Turn-on voltage from I-V graph

[harryexe]

How do we determine the turn-on voltage from a given I-V graph?
2. I have attached the picture. The graph which i need to obtain the turn-on voltage from is on the right.
3. I have searched the web and the closest answer I can find is from this website (link can't be posted due to lack of post) It says that "One method to consider begins with plotting the I–V data on a semi-log graph. Your
data should approximate a straight line, indicative of the exponential nature of the current
voltage relationship. An operational definition of the threshold voltage could be that value
of the bias voltage when the current reaches 0.01 mA. Extrapolate your I–V curves to where
they cross 0.01 mA current and use that as the working value of V0." However, during the briefing prior to doing the experiment and obtaining my data, the professor told find a gradient at one point of the curve and find the point where it intercept the x-axis (the voltage) which will give me the turn on voltage. No semi-log graph is needed here. But which point from the graph do i find the get the gradient to extrapolate? Thank you!

 

[NascentOxygen]

Hi harryexe. http://img96.imageshack.us/img96/5725/red5e5etimes5e5e45e5e25.gif

How do we determine the turn-on voltage from a given I-V graph?

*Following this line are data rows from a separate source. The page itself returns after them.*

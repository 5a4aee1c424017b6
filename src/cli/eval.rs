//! Evaluate expressions and render the results

use super::CliError;
use crate::{
    output::{to_json, to_json_pretty},
    safe_eval,
};

/// How a result is printed
#[derive(Debug, Clone, Copy, Default, PartialEq, Eq)]
pub enum OutputFormat {
    /// The value's display form (`True`, `1.5`, `[1, 'a']`)
    #[default]
    Display,
    /// Compact JSON
    Json,
    /// Indented JSON
    JsonPretty,
}

/// Options for the eval command
#[derive(Debug, Clone, Default)]
pub struct EvalOptions {
    /// The expression to evaluate
    pub expression: String,
    pub format: OutputFormat,
}

/// Evaluates one expression and returns the rendered result.
pub fn execute_eval(options: &EvalOptions) -> Result<String, CliError> {
    let value = safe_eval(&options.expression)?;
    Ok(match options.format {
        OutputFormat::Display => value.to_string(),
        OutputFormat::Json => to_json(&value),
        OutputFormat::JsonPretty => to_json_pretty(&value),
    })
}

#[cfg(test)]
mod tests {
    use super::*;
    use pretty_assertions::assert_eq;

    fn eval(expression: &str, format: OutputFormat) -> Result<String, CliError> {
        execute_eval(&EvalOptions {
            expression: expression.to_string(),
            format,
        })
    }

    #[test]
    fn test_display_output() {
        assert_eq!(eval("1 < 2", OutputFormat::Display).unwrap(), "True");
        assert_eq!(eval("[1, 'a']", OutputFormat::Display).unwrap(), "[1, 'a']");
    }

    #[test]
    fn test_json_output() {
        assert_eq!(eval("[1, None]", OutputFormat::Json).unwrap(), "[1,null]");
        assert_eq!(eval("1 / 2", OutputFormat::JsonPretty).unwrap(), "0.5");
    }

    #[test]
    fn test_errors_are_classified() {
        assert!(matches!(
            eval("open('x')", OutputFormat::Display),
            Err(CliError::Eval(crate::EvalError::UnknownCallable(_)))
        ));
        assert!(matches!(
            eval("(", OutputFormat::Display),
            Err(CliError::Parse(_))
        ));
    }
}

Are we to assume this is for a diode?

I don't believe your 1.8MB attachment conveys any more information than would something of more reasonable size, such as 300KB. As a courtesy to readers, would you make sure that future attachments are of a less extravagent size? Most paint/photo programs allow you to save to a smaller size.

3. I have searched the web and the closest answer I can find is from this website (link can't be posted due to lack of post) It says that "One method to consider begins with plotting the I–V data on a semi-log graph. Your
data should approximate a straight line, indicative of the exponential nature of the current
voltage relationship. An operational definition of the threshold voltage could be that value
of the bias voltage when the current reaches 0.01 mA. Extrapolate your I–V curves to where
they cross 0.01 mA current and use that as the working value of V0." However, during the briefing prior to doing the experiment and obtaining my data, the professor told find a gradient at one point of the curve and find the point where it intercept the x-axis (the voltage) which will give me the turn on voltage. No semi-log graph is needed here. But which point from the graph do i find the get the gradient to extrapolate? Thank you!

Turn-on voltage has no one universal definition. I'm afraid you are going to have to abide by the instructions you have been given, if you wish to satisfy the requirements of that person who will be marking your work. Turn-on voltage is not usually regarded as a precise parameter.

 

[harryexe]

Thank you for your reply =] In addition, what exactly are the factors affecting the turn-on voltage?

 

[gneill]

Thank you for your reply =] In addition, what exactly are the factors affecting the turn-on voltage?

Look up the "diode equation".

 

[DeeNos]

I would say that there are multiple methods to determine the turn-on voltage from a given I-V graph, and the most appropriate method may depend on the specific nature of the data and the desired level of accuracy. One method, as mentioned in the website you found, is to plot the data on a semi-log graph and extrapolate the curve to where it intersects with a certain current value, such as 0.01 mA. This can give a good estimate of the turn-on voltage.

However, your professor's method of finding the gradient at a specific point and extrapolating to the x-axis is also a valid approach. The specific point at which to find the gradient may depend on the shape of the curve and the desired level of accuracy. It is important to note that both methods rely on extrapolation, which means that the calculated turn-on voltage may not be entirely accurate. Therefore, it is always important to consider the limitations of the data and the chosen method when determining the turn-on voltage from an I-V graph.